Der Früh­ling ist mit die­ser Woche end­gül­tig vor­bei, die Tage wer­den wie­der kür­zer, und es wird Zeit, mal zu gucken, was ich im Mai und Juni gele­sen habe.

  • Ich fan­ge mit zwei „Angeguckt“-Dingen an: zum einen die Net­flix-Serie Shadow and Bone, die mir sehr gut gefal­len hat. Die Buch­vor­la­ge ken­ne ich nicht, inso­fern kann ich nichts zur Umset­zung sagen, aber die­se in einem Second-World-19.-Jahrhundert mit Russ­land- und Süd­ost­asi­en-Äqui­va­len­ten spie­len­de Geschich­te – Magie, ein biss­chen Coming of Age, Heists und Groß­mäch­te. Lei­der bis­her nur eine Staf­fel, wür­de ger­ne wis­sen, wie es weitergeht.
  • Eben­falls ange­schaut (und noch längst nicht fer­tig): die Pre­quel Star Trek: Enter­pri­se. 20 Jah­re alt, was den Effek­ten teil­wei­se anzu­se­hen ist, aber inter­es­san­ter, als ich das gedacht habe – bis­her ist die Serie an mir vor­bei­ge­gan­gen. Schön zu sehen, wie eini­ges von dem, was Star Trek aus­macht, hier noch nicht oder nur in ers­ten Ker­nen und Kei­men existiert.

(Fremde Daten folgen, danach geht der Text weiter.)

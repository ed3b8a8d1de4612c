pub mod config;
pub mod error;
pub mod models;
pub mod render;
pub mod traits;
pub mod utils;

pub use error::*;
pub use traits::*;
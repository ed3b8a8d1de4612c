pub mod aggregator;
pub mod features;
pub mod shared;

pub use aggregator::{collect, ArtifactAggregator, CollectionFailure, CollectionReport};

// Re-export commonly used items from features
pub use features::cookies::{CookieCollector, CookieEntry, DataProtection, DpapiProtection};
pub use features::filesystem::{render_folder_tree, AppDataCollector};
pub use features::logs::{read_log_content, LogCollector};
pub use features::registry::{CurrentUserRegistry, RegistryCollector, RegistrySource, RegistryValue};
pub use features::settings::{
    extract_keys,
    read_settings_files,
    ExtractionOutcome,
    ExtractionResult,
};

// Re-export shared functionality
pub use shared::config::{
    CollectionEnvironment,
    CollectorSettings,
    DetectorConfig,
    ServiceProfile,
    SettingsFileSpec,
};
pub use shared::error::{CollectionError, ConfigError, DetectorError};
pub use shared::models::{ArtifactKind, ArtifactRecord, ArtifactRecordBuilder};
pub use shared::traits::{ArtifactCollector, CollectionContext};
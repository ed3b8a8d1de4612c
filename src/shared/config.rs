use crate::shared::error::ConfigError;
use log::info;
use serde::{Deserialize, Serialize};
use std::fs;
use std::path::{Path, PathBuf};

pub const DEFAULT_MAX_LOG_SIZE: u64 = 1024 * 1024;
pub const DEFAULT_SERVICE: &str = "Amazon WorkSpaces";

#[derive(Debug, Serialize, Deserialize, Clone, PartialEq)]
#[serde(rename_all = "camelCase")]
pub struct SettingsFileSpec {
    pub file_name: String,
    pub keys: Vec<String>,
}

#[derive(Debug, Serialize, Deserialize, Clone, PartialEq)]
#[serde(rename_all = "camelCase")]
pub struct ServiceProfile {
    pub service_name: String,
    pub parent_directory: String,
    pub target_directory: String,
    pub registry_path: String,
    #[serde(default)]
    pub settings_files: Vec<SettingsFileSpec>,
    /// Directory holding the `Cookies` database, relative to the target directory.
    #[serde(default)]
    pub cookie_path: Option<String>,
    /// Local-state file holding the wrapped cookie key, relative to the target
    /// directory. Defaults to Chrome's file under the user profile.
    #[serde(default)]
    pub local_state_path: Option<String>,
    #[serde(default)]
    pub log_extensions: Option<Vec<String>>,
}

impl ServiceProfile {
    pub fn validate(&self) -> Result<(), ConfigError> {
        if self.service_name.trim().is_empty() {
            return Err(ConfigError::Invalid("service name cannot be empty".to_string()));
        }
        if self.parent_directory.trim().is_empty() || self.target_directory.trim().is_empty() {
            return Err(ConfigError::Invalid(format!(
                "{}: parent and target directories are required",
                self.service_name
            )));
        }
        for spec in &self.settings_files {
            if spec.file_name.trim().is_empty() {
                return Err(ConfigError::Invalid(format!(
                    "{}: settings file name cannot be empty",
                    self.service_name
                )));
            }
        }
        Ok(())
    }
}

#[derive(Debug, Serialize, Deserialize, Clone, PartialEq)]
#[serde(rename_all = "camelCase")]
pub struct CollectorSettings {
    #[serde(default = "default_max_log_size")]
    pub max_log_size: u64,
    #[serde(default = "default_log_extensions")]
    pub log_extensions: Vec<String>,
}

fn default_max_log_size() -> u64 {
    DEFAULT_MAX_LOG_SIZE
}

fn default_log_extensions() -> Vec<String> {
    vec![".log".to_string()]
}

impl Default for CollectorSettings {
    fn default() -> Self {
        Self {
            max_log_size: default_max_log_size(),
            log_extensions: default_log_extensions(),
        }
    }
}

#[derive(Debug, Serialize, Deserialize, Clone, PartialEq)]
pub struct DetectorConfig {
    #[serde(default)]
    pub settings: CollectorSettings,
    pub services: Vec<ServiceProfile>,
}

impl DetectorConfig {
    pub fn load(path: &Path) -> Result<Self, ConfigError> {
        info!("Reading config from: {}", path.display());
        let content = fs::read_to_string(path).map_err(|source| ConfigError::Read {
            path: path.display().to_string(),
            source,
        })?;
        Self::from_yaml(&content)
    }

    pub fn from_yaml(content: &str) -> Result<Self, ConfigError> {
        let config: DetectorConfig = serde_yaml::from_str(content)?;
        for profile in &config.services {
            profile.validate()?;
        }
        info!("Loaded {} service profiles", config.services.len());
        Ok(config)
    }

    pub fn service(&self, name: &str) -> Result<&ServiceProfile, ConfigError> {
        self.services
            .iter()
            .find(|profile| profile.service_name.eq_ignore_ascii_case(name.trim()))
            .ok_or_else(|| ConfigError::UnknownService(name.to_string()))
    }

    pub fn service_names(&self) -> Vec<&str> {
        self.services.iter().map(|p| p.service_name.as_str()).collect()
    }
}

impl Default for DetectorConfig {
    fn default() -> Self {
        Self {
            settings: CollectorSettings::default(),
            services: builtin_profiles(),
        }
    }
}

fn settings_file(file_name: &str, keys: &[&str]) -> SettingsFileSpec {
    SettingsFileSpec {
        file_name: file_name.to_string(),
        keys: keys.iter().map(|k| k.to_string()).collect(),
    }
}

pub fn builtin_profiles() -> Vec<ServiceProfile> {
    vec![
        ServiceProfile {
            service_name: "Amazon WorkSpaces".to_string(),
            parent_directory: "Amazon Web Services".to_string(),
            target_directory: "Amazon WorkSpaces".to_string(),
            registry_path: r"Software\Amazon Web Services, LLC\Amazon WorkSpaces".to_string(),
            settings_files: vec![
                settings_file("UserSettings.json", &["CurrentRegistration"]),
                settings_file("RegistrationList.json", &["RegistrationCode", "RegionKey", "OrgName"]),
            ],
            cookie_path: Some(r"EBWebView\Default\Network".to_string()),
            local_state_path: Some(r"EBWebView\Local State".to_string()),
            log_extensions: None,
        },
        ServiceProfile {
            service_name: "Citrix VDI".to_string(),
            parent_directory: "Citrix".to_string(),
            target_directory: "SelfService".to_string(),
            registry_path: r"Software\Citrix\Receiver".to_string(),
            settings_files: Vec::new(),
            cookie_path: None,
            local_state_path: None,
            log_extensions: Some(vec![".log".to_string(), ".txt".to_string()]),
        },
        ServiceProfile {
            service_name: "Gabia VDI".to_string(),
            parent_directory: "Gabia".to_string(),
            target_directory: "VDI".to_string(),
            registry_path: r"Software\Gabia".to_string(),
            settings_files: Vec::new(),
            cookie_path: None,
            local_state_path: None,
            log_extensions: None,
        },
    ]
}

/// Profile roots for one run. Only the binary reads the process environment;
/// the pipeline itself takes these explicitly.
#[derive(Debug, Clone, PartialEq)]
pub struct CollectionEnvironment {
    pub local_app_data: PathBuf,
    pub user_profile: PathBuf,
}

impl CollectionEnvironment {
    pub fn new(local_app_data: impl Into<PathBuf>, user_profile: impl Into<PathBuf>) -> Self {
        Self {
            local_app_data: local_app_data.into(),
            user_profile: user_profile.into(),
        }
    }

    /// Reads `LOCALAPPDATA` and `USERPROFILE`, falling back to
    /// `<USERPROFILE>\AppData\Local` when only the profile root is set.
    pub fn from_process_env() -> Result<Self, ConfigError> {
        let user_profile = std::env::var_os("USERPROFILE")
            .map(PathBuf::from)
            .ok_or_else(|| ConfigError::Invalid("USERPROFILE is not set".to_string()))?;
        let local_app_data = std::env::var_os("LOCALAPPDATA")
            .map(PathBuf::from)
            .unwrap_or_else(|| user_profile.join("AppData").join("Local"));
        Ok(Self::new(local_app_data, user_profile))
    }
}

  • Dann zu den Büchern: von K. Par­ker habe ich die Engi­neer-Tri­lo­gie gele­sen, und zwar alle drei Bän­de, obwohl ich hin- und her­ge­ris­sen war, wie ich das fin­den soll. Ein detail­liert aus­ge­mal­tes Spät­mit­tel­al­ter/Frü­he-Neu­zeit-Set­ting, bis hin zu Zita­ten aus fik­ti­ven Büchern, inter­es­san­te Kon­flik­te, das über­grei­fen­de The­ma „Sozio­tech­nik“ – aber doch alles sehr mili­tä­risch aus­ge­rich­tet, und en pas­sant mit Geno­zid und Mas­sen­mord ange­rei­chert. Hm.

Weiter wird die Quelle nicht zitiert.